「区分建物」と「区分所有建物」の違い
【解説】
この「区分所有建物」と「区分建物」は、同じように使っている人が多いように思います。
「区分所有建物」と「区分建物」といえば、区分所有法(俗にマンション法、正確には「建物の区分所有等に関する法律」といいます。)ですが、この区分所有法には、「区分所有建物」「区分建物」という言葉の定義はありません。
そして、「区分所有建物」は、「被災区分所有建物の再建等に関する特別措置法」(以下、「被災マンション法」という。)という法律によって定義されています。同法2条によると「建物の区分所有等に関する法律第2条第3項に規定する専有部分が属する一棟の建物」とされています。区分所有法2条3項は専有部分の定義の規定ですから、「専有部分が属する一棟の建物」が区分所有建物になります。つまり、専有部分を含む「一棟の建物」全体が「区分所有建物」ということになります。
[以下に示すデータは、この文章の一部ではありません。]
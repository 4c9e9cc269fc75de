//! Data types shared across the client

mod motion;
mod state;
mod video;

pub use motion::MotionSample;
pub use state::ConnectionState;
pub use video::VideoFrame;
そして、この被災マンション法では、「区分建物」の定義はありません。
一方、「区分建物」の定義というのは、不動産登記法2条22号に出てきます。それによると、区分建物とは「一棟の建物の構造上区分された部分で独立して住居、店舗、事務所又は倉庫その他建物としての用途に供することができるものであって、区分所有法第2条第3項に規定する専有部分であるものをいう。」とされています。つまり、区分建物というのは、「専有部分」であるということです。そして、不動産登記法では「区分所有建物」の定義はありません。
したがって、「区分建物」というのは、専有部分のこと、その専有部分を含む1棟の建物全体のことを「区分所有建物」ということがいえると思います。
ただ、その定義が複数の法律にまたがっているので、その法律内の定義としては、「区分所有建物」「区分建物」というのは、上記の内容として使われていることは間違いありませんが、一つの法律で、この2つの用語を同時に使っていて、それぞれの定義をして使い分けている法律は私の知る限りではありません。
したがって、区分建物と区分所有建物の違いは、上記のように理解しておいて、ただ、人によっては「区分建物」=「区分所有建物」のように使っている(ように思える)場合もあるので、注意をしておくということになると思います。